**WHAT THE TASK ASKS:** Work out how many lines in the following entries contain the string "helpers", and write only that number.

-------- RECORDS SUPPLIED

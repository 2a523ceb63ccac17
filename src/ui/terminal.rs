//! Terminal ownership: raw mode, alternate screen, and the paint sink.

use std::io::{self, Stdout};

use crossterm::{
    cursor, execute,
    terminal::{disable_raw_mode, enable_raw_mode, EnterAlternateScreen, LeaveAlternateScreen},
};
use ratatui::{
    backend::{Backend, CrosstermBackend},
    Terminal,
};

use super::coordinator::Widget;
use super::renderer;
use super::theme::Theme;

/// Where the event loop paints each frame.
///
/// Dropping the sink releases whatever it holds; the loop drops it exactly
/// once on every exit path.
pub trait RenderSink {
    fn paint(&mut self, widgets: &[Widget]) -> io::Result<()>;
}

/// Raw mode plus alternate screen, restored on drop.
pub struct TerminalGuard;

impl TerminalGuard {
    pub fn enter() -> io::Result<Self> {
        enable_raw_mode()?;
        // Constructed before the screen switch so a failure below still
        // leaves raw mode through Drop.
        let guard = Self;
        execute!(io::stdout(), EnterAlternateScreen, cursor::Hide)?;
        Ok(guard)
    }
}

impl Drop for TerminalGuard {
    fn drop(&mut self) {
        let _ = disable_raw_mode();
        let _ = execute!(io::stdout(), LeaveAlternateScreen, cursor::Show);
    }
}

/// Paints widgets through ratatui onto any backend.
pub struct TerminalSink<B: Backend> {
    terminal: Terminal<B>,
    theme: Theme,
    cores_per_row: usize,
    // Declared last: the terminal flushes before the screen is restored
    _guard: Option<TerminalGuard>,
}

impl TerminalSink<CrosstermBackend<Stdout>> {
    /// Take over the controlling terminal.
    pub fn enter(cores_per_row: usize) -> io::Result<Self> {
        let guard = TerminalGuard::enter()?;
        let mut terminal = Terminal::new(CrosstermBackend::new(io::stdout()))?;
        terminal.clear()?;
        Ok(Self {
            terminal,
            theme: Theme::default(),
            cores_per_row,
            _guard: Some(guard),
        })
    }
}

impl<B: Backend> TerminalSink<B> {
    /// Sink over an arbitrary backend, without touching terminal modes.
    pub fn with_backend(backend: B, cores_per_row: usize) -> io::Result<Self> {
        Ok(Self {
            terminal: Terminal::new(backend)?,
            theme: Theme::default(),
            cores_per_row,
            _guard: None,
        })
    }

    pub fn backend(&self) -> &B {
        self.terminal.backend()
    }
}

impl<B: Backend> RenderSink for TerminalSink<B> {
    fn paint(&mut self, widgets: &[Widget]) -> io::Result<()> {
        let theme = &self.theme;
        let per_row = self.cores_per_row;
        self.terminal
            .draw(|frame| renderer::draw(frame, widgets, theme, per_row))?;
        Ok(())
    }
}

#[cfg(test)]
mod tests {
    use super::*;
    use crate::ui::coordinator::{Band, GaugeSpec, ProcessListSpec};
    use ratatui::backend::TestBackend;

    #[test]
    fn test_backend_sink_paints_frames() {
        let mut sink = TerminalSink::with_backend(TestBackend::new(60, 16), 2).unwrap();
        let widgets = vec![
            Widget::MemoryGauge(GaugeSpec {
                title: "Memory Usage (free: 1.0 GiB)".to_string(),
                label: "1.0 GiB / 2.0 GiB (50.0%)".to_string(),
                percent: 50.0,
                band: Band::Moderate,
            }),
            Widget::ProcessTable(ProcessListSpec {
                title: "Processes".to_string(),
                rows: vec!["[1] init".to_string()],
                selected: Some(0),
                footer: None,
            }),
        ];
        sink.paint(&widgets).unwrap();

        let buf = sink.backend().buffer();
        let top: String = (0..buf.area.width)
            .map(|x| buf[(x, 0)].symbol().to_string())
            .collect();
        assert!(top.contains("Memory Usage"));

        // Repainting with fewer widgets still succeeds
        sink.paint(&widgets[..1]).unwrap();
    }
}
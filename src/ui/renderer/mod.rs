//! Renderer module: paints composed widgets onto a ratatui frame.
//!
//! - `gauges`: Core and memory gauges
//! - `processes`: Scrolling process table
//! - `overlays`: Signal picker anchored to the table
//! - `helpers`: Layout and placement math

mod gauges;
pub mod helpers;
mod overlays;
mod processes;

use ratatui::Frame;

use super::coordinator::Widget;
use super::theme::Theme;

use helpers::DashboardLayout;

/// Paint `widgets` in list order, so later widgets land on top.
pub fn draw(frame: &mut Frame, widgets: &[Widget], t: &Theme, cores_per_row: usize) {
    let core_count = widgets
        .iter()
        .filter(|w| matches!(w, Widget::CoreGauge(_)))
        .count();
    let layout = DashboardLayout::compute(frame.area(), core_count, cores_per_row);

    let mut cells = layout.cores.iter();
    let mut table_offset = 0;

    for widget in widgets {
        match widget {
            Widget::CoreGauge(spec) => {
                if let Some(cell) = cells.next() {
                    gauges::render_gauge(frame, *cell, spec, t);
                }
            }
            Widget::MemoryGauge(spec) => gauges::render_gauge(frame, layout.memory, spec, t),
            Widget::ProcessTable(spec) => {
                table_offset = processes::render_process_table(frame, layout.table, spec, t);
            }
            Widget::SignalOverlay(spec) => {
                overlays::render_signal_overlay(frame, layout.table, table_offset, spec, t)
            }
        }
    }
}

----------------
-------- RECORDS SUPPLIED

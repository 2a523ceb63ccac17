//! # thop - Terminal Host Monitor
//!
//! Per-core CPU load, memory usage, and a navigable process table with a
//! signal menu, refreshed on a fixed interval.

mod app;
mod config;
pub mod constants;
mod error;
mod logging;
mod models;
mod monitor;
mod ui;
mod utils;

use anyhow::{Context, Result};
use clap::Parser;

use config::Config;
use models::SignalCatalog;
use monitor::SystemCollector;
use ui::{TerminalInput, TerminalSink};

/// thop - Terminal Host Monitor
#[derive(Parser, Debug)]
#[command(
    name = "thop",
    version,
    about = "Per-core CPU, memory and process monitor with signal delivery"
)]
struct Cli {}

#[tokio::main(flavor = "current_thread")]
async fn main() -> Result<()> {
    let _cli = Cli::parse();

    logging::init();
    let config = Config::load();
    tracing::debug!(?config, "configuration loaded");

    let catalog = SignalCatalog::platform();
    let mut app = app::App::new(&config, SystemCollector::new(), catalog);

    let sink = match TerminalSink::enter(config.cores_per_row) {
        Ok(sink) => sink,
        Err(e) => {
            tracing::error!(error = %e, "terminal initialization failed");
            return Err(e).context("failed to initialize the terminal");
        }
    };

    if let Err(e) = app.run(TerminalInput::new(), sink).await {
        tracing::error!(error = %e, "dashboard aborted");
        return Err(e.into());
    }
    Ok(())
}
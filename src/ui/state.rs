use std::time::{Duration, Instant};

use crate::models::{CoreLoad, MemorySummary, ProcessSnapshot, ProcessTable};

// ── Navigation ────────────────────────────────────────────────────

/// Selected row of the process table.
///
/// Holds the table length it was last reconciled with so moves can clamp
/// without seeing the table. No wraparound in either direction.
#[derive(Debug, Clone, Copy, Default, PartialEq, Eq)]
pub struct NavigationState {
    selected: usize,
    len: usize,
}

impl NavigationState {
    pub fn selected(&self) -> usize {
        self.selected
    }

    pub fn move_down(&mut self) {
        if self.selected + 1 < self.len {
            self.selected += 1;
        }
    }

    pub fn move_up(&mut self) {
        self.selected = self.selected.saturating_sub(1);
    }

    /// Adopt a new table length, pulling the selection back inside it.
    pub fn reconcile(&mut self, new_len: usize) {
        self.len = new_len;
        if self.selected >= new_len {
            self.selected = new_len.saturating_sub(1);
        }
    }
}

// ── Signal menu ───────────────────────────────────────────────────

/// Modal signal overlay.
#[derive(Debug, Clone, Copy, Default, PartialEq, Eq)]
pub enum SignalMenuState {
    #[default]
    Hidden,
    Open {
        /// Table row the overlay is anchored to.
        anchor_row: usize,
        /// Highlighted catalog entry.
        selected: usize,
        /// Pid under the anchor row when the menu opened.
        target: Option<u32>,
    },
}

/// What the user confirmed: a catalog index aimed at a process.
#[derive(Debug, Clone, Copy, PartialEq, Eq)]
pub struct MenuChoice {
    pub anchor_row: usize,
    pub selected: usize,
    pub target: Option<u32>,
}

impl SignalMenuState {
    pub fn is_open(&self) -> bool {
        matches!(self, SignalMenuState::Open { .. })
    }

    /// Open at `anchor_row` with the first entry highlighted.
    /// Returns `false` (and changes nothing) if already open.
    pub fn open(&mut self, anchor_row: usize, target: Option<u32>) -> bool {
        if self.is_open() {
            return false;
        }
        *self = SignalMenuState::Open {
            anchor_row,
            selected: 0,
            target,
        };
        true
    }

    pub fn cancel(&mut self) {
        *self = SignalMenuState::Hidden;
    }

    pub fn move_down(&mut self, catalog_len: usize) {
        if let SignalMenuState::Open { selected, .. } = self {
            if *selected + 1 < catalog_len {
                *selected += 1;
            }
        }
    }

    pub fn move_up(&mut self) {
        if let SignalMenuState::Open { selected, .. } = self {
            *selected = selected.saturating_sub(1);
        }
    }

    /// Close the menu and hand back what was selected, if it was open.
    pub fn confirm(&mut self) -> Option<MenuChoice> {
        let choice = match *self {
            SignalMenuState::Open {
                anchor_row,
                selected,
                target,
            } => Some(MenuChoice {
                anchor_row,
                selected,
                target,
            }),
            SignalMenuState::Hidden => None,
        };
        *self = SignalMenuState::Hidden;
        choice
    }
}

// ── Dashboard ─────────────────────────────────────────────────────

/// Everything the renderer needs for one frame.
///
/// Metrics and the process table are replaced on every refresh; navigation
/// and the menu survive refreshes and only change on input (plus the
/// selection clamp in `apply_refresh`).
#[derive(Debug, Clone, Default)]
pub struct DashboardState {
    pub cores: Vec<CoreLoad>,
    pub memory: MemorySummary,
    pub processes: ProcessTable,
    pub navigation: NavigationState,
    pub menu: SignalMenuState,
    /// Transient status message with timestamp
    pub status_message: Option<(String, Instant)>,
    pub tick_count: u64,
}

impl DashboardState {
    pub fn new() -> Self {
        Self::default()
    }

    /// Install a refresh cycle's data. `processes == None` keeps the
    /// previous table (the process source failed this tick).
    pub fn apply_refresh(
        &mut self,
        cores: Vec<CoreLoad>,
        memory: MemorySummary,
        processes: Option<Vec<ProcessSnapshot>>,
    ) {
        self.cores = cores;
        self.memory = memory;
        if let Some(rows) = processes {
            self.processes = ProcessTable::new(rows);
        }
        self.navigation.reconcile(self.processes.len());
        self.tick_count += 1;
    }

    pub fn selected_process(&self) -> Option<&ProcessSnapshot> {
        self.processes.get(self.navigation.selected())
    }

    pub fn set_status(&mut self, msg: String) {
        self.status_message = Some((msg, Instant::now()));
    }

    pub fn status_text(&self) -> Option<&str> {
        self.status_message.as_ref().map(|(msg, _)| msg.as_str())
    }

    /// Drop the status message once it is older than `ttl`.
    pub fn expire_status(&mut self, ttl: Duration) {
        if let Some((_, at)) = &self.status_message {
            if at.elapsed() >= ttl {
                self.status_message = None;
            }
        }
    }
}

----------------
-------- RECORDS SUPPLIED

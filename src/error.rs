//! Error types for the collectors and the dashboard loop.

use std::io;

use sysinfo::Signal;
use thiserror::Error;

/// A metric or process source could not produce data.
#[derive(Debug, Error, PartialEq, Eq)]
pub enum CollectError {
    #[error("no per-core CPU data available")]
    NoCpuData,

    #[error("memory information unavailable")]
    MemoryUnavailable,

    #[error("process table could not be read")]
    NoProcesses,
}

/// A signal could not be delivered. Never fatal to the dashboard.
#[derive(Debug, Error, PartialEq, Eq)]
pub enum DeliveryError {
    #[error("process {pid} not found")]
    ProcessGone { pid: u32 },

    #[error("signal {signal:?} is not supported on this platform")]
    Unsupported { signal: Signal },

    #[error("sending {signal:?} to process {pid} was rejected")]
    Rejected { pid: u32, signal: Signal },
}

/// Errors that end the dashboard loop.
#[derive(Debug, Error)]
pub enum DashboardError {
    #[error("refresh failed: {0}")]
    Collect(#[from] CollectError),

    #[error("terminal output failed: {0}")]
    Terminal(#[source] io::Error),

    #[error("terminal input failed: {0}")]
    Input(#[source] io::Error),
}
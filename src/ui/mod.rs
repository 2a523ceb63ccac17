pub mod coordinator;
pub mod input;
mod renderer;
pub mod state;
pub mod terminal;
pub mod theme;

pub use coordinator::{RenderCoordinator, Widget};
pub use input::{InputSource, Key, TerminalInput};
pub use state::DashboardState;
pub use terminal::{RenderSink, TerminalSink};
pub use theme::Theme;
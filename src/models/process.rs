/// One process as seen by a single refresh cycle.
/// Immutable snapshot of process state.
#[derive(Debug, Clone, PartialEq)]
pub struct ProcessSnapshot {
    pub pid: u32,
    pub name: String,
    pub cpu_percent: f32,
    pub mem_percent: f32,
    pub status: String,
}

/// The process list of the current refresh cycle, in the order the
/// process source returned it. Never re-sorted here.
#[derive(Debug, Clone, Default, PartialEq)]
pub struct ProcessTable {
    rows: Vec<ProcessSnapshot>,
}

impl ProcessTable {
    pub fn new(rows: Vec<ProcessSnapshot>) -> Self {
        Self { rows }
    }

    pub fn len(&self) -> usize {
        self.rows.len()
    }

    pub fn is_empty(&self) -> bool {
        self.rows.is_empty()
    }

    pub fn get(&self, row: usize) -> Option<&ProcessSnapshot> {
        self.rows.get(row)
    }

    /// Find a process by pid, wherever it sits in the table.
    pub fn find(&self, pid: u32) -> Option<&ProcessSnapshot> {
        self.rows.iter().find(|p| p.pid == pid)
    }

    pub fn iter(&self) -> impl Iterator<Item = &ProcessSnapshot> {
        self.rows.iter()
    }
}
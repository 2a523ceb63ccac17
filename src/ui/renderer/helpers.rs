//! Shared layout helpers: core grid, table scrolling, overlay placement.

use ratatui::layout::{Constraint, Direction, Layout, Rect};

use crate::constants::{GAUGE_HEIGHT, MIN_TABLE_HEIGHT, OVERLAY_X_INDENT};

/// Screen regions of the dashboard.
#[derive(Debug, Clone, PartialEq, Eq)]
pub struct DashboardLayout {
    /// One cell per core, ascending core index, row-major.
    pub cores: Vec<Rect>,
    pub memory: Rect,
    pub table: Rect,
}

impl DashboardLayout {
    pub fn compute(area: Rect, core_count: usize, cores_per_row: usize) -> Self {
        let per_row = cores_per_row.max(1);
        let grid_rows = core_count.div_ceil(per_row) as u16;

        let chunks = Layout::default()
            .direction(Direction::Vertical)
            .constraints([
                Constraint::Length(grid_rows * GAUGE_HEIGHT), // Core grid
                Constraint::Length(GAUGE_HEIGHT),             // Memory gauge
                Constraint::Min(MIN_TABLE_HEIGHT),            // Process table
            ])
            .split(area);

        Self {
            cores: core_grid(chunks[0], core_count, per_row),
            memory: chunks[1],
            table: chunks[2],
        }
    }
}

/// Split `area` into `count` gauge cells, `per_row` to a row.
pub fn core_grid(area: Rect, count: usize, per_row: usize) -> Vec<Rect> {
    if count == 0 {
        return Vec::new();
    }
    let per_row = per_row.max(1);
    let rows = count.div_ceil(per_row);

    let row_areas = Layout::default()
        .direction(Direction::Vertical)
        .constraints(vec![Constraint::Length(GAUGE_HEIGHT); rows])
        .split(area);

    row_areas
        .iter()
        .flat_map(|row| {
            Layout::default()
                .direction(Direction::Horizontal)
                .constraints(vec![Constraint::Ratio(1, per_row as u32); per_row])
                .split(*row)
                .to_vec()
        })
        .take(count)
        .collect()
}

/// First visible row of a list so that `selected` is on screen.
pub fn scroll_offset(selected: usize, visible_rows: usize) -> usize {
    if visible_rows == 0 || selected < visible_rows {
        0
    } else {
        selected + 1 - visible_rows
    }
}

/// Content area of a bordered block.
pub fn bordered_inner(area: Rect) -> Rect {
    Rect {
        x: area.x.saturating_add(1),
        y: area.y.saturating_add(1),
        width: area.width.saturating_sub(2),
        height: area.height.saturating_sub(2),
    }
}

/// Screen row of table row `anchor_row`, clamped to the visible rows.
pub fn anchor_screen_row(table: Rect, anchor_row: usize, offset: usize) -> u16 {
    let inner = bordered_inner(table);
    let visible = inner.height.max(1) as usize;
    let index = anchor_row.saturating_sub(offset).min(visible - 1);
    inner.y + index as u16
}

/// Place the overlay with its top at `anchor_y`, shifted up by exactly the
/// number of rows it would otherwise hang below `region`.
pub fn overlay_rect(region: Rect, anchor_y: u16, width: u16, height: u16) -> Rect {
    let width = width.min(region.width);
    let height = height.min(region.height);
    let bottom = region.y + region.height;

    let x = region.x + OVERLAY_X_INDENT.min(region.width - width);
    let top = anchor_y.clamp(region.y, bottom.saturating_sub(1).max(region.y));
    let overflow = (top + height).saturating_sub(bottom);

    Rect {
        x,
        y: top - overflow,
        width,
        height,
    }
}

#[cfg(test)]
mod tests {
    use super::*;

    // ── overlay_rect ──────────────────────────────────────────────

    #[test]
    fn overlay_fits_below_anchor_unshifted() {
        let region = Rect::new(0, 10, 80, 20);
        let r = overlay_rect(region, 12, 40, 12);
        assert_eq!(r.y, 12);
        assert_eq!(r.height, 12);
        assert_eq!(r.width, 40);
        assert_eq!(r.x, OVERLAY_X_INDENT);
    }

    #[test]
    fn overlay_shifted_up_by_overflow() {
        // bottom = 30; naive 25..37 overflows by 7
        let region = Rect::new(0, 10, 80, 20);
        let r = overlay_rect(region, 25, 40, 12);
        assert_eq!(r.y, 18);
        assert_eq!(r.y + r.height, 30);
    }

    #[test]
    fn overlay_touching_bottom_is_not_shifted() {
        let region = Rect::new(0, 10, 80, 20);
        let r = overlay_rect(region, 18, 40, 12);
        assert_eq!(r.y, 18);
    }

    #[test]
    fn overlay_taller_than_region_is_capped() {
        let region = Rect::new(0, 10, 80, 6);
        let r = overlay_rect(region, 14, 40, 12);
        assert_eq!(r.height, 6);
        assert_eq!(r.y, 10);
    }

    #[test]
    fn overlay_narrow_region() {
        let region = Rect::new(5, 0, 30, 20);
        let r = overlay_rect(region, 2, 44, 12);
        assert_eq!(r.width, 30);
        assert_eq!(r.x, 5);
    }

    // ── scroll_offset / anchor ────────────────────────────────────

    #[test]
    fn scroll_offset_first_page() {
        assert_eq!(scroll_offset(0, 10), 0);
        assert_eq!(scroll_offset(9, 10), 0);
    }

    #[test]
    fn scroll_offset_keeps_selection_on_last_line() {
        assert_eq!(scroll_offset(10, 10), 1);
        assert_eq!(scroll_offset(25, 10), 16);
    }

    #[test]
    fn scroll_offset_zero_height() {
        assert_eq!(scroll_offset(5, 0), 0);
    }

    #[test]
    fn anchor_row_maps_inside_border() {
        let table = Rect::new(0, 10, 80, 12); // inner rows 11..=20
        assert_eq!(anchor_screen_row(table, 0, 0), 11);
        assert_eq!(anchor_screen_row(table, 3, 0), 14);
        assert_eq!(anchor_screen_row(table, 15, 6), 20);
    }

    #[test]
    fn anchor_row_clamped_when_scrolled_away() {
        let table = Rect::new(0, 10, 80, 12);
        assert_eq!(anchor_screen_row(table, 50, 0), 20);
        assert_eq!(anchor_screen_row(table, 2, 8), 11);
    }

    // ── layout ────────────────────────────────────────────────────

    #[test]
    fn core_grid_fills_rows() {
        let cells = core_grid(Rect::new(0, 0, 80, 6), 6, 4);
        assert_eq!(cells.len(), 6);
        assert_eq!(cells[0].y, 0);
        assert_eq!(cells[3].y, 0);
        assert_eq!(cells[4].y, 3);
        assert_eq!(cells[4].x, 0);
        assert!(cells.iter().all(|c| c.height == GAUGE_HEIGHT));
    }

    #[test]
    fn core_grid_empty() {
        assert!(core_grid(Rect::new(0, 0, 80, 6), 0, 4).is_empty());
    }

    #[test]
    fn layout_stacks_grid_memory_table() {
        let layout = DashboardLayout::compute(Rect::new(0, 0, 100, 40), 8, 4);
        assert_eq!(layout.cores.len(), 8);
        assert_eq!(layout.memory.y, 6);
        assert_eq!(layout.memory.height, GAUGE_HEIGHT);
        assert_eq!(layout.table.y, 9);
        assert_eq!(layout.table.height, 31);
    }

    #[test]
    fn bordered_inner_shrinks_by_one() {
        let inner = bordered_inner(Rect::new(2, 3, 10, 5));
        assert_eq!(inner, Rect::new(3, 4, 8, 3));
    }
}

----------------

**ANSWER SECTION:** 5